So, technically, my Harry Lauder’s Walking Stick is not dead. Sadly, it isn’t just hibernating for the winter either. It is actually dying of a fungal disease called Eastern Filbert Blight. I have to say that even though it’s a pretty nasty disease for my poor plant, that name just jumps off the page, doesn’t it? I think it’s the “Filbert” that does it. It sounds so friendly, and yet it is so deadly.
But, let’s go back to the beginning when I first met Harry.
I bought Harry not because of the beautiful flowers or foliage that would eventually unfurl from his branches; I bought him because of the way his boughs curled and tendrilled around each other after they had dropped all of their leaves in the fall. I love all things spooky, and it seemed like the perfect eerie addition to my front yard.
Every year, the green curling leaves all along the spiraling branches would slowly darken and drift to the ground, leaving behind the swirling whirling twigs. The other plants in my garden didn’t stand a chance over the majestic bones of Harry lording over them all with his magnificent bone structure.
As the years went by, I noticed that some branches stayed nude throughout the year. Odd, I thought, but nothing I worried too much about. From these thoughts, you can probably tell that I have a horrible brown thumb. I always look for the lowest maintenance plants for our yard, even going so far as to get rid of all of the grass and replace it with wood chips and annual and perennial plants.

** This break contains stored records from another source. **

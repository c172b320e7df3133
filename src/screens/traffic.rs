use chrono::NaiveDate;

use crate::{
    api::AdminApi,
    error::ApiResult,
    models::{DailyStats, Overview},
    query::DateRange,
};

/// All-time overview plus the per-day series of a selected range.
#[derive(Debug)]
pub struct TrafficScreen {
    range: DateRange,
    overview: Overview,
    daily: DailyStats,
}

impl TrafficScreen {
    /// Starts on the last seven days.
    pub fn new(today: NaiveDate) -> Self {
        Self {
            range: DateRange::last_days(today, 7),
            overview: Overview::default(),
            daily: DailyStats::default(),
        }
    }

    pub fn range(&self) -> DateRange {
        self.range
    }

    pub fn overview(&self) -> Overview {
        self.overview
    }

    pub fn daily(&self) -> &DailyStats {
        &self.daily
    }

    /// Totals over the selected range.
    pub fn kpis(&self) -> Overview {
        self.daily.totals()
    }

    /// Fetch the overview and the daily series together. Each part is kept
    /// from the last successful read if its own request fails.
    pub async fn load<A: AdminApi + ?Sized>(&mut self, api: &A) -> ApiResult<()> {
        let (overview, daily) = tokio::join!(api.overview(), api.daily_stats(&self.range));

        let overview_err = match overview {
            Ok(o) => {
                self.overview = o;
                None
            }
            Err(e) => {
                tracing::error!("failed to load traffic overview: {}", e);
                Some(e)
            }
        };

        match daily {
            Ok(d) => self.daily = d,
            Err(e) => {
                tracing::error!("failed to load daily traffic: {}", e);
                return Err(e);
            }
        }

        overview_err.map_or(Ok(()), Err)
    }

    pub async fn set_range<A: AdminApi + ?Sized>(&mut self, api: &A, range: DateRange) -> ApiResult<()> {
        self.range = range;
        self.load(api).await
    }
}

#[cfg(test)]
mod tests {
    use super::*;
    use crate::screens::testing::FakeAdmin;

    fn today() -> NaiveDate {
        NaiveDate::from_ymd_opt(2025, 6, 15).unwrap()
    }

    #[tokio::test]
    async fn kpis_sum_the_daily_series() {
        let api = FakeAdmin::default();
        let mut screen = TrafficScreen::new(today());
        screen.load(&api).await.unwrap();

        assert_eq!(screen.overview().total_views, 1000);
        let kpis = screen.kpis();
        assert_eq!(kpis.total_views, 40);
        assert_eq!(kpis.total_clicks, 4);
        assert_eq!(kpis.main_clicks + kpis.secondary_clicks, 4);

        let mut calls = api.calls();
        calls.sort();
        assert_eq!(calls, ["daily_stats 2025-06-08..2025-06-15", "overview"]);
    }

    #[tokio::test]
    async fn failed_overview_keeps_the_daily_series() {
        let api = FakeAdmin::default();
        api.fail("overview");
        let mut screen = TrafficScreen::new(today());

        assert!(screen.load(&api).await.is_err());
        assert_eq!(screen.overview(), Overview::default());
        assert_eq!(screen.daily().page_views.len(), 1);
    }
}
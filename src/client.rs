use std::time::Duration;

use reqwest::{Method, RequestBuilder, Response};
use serde::{de::DeserializeOwned, Serialize};

use crate::{
    config::AppConfig,
    error::{ApiError, ApiResult},
    loading::{LoadingGuard, LoadingTracker, GLOBAL_KEY},
};

/// Per-request loading-indicator options.
#[derive(Debug, Clone, Default)]
pub struct RequestOptions {
    /// Loading key; `global` when unset
    pub loading_key: Option<String>,
    /// Skip the loading indicator entirely (telemetry, background calls)
    pub silent: bool,
    /// Override of the configured minimum visible duration
    pub min_duration: Option<Duration>,
}

impl RequestOptions {
    pub fn keyed(key: impl Into<String>) -> Self {
        Self {
            loading_key: Some(key.into()),
            ..Default::default()
        }
    }

    pub fn silent() -> Self {
        Self {
            silent: true,
            ..Default::default()
        }
    }
}

/// Thin wrapper over `reqwest::Client` that resolves paths against the
/// backend base URL, applies the blanket timeout, and wraps every call in a
/// loading-counter guard.
#[derive(Clone, Debug)]
pub struct HttpClient {
    http: reqwest::Client,
    base_url: String,
    loading: LoadingTracker,
    min_duration: Duration,
}

impl HttpClient {
    pub fn new(config: &AppConfig, loading: LoadingTracker) -> ApiResult<Self> {
        let http = reqwest::Client::builder()
            .timeout(config.request_timeout)
            .build()?;

        Ok(Self {
            http,
            base_url: config.api_base_url.clone(),
            loading,
            min_duration: config.loading_min_duration,
        })
    }

    pub fn base_url(&self) -> &str {
        &self.base_url
    }

    pub fn loading(&self) -> &LoadingTracker {
        &self.loading
    }

    /// Absolute URL for a backend path such as "/ads".
    pub fn url(&self, path: &str) -> String {
        format!("{}/{}", self.base_url, path.trim_start_matches('/'))
    }

    pub fn request(&self, method: Method, path: &str) -> RequestBuilder {
        self.http.request(method, self.url(path))
    }

    /// Send a prepared request, mapping non-success statuses to
    /// `ApiError::Status`.
    pub async fn send(&self, builder: RequestBuilder, opts: &RequestOptions) -> ApiResult<Response> {
        let _guard = self.guard(opts);
        self.dispatch(builder).await
    }

    /// Send and decode a JSON body. The loading guard covers the body read.
    pub async fn send_json<T: DeserializeOwned>(
        &self,
        builder: RequestBuilder,
        opts: &RequestOptions,
    ) -> ApiResult<T> {
        let _guard = self.guard(opts);
        let bytes = self.dispatch(builder).await?.bytes().await?;
        serde_json::from_slice(&bytes).map_err(|e| ApiError::Decode(e.to_string()))
    }

    pub async fn get_json<T, Q>(&self, path: &str, query: &Q, opts: &RequestOptions) -> ApiResult<T>
    where
        T: DeserializeOwned,
        Q: Serialize + ?Sized,
    {
        self.send_json(self.request(Method::GET, path).query(query), opts)
            .await
    }

    /// Send `body` as JSON with `method`, discarding the response body.
    pub async fn call_json<B>(
        &self,
        method: Method,
        path: &str,
        body: &B,
        opts: &RequestOptions,
    ) -> ApiResult<()>
    where
        B: Serialize + ?Sized,
    {
        self.send(self.request(method, path).json(body), opts)
            .await
            .map(drop)
    }

    fn guard(&self, opts: &RequestOptions) -> Option<LoadingGuard> {
        (!opts.silent).then(|| {
            self.loading.hold(
                opts.loading_key.as_deref().unwrap_or(GLOBAL_KEY),
                opts.min_duration.unwrap_or(self.min_duration),
            )
        })
    }

    async fn dispatch(&self, builder: RequestBuilder) -> ApiResult<Response> {
        let resp = builder.send().await?;
        let status = resp.status();
        if status.is_success() {
            return Ok(resp);
        }

        let body = resp.text().await.unwrap_or_default();
        tracing::debug!("backend error {}: {}", status, body);
        Err(ApiError::from_status(status, &body))
    }
}

#[cfg(test)]
mod tests {
    use super::*;

    #[test]
    fn url_joins_without_double_slash() {
        let client = HttpClient::new(
            &AppConfig::with_base_url("https://ads.example.com/"),
            LoadingTracker::new(),
        )
        .unwrap();
        assert_eq!(client.url("/ads"), "https://ads.example.com/ads");
        assert_eq!(client.url("stats/daily"), "https://ads.example.com/stats/daily");
    }
}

I did eventually start to worry because while a few bare spots on Harry weren’t too alarming, part of his charm was his gradual disrobing. It just wasn’t the same if he was going to stand there in the nude all year. I bent down and looked closely at his branches. Little diamond-shaped black blotches marched up and down a few of his branches. I immediately looked it up, and discovered, horror of horrors--Harry had been infected with Filbert Blight! Sadly, I learned too late that if you start to see these blotches, you should trim the branches as quickly as possible to get rid of the fungus. If the blotches had reached any of the main branches, it was too late.
My heart broke. My beautiful part-time nudist, Harry, was slowly dying.
My heartbreak, while deep, was also quick-healing. I started thinking about buying another Harry Lauder’s Walking Stick to take Harry the First’s place. However, on one of my daily walks in the summer, I saw another Walking Stick, and it too was full of barren patches. The blight had apparently taken hold in my neighborhood.
In the fall and the winter, Harry still flaunts his naked form, and if I don’t look too closely, I can still imagine him bursting into full bloom in the summer.
Those twisting branches are still beautiful in all of their sinuous curves and curls. Harry the First will always have a place in my heart no matter what I eventually plant in his place.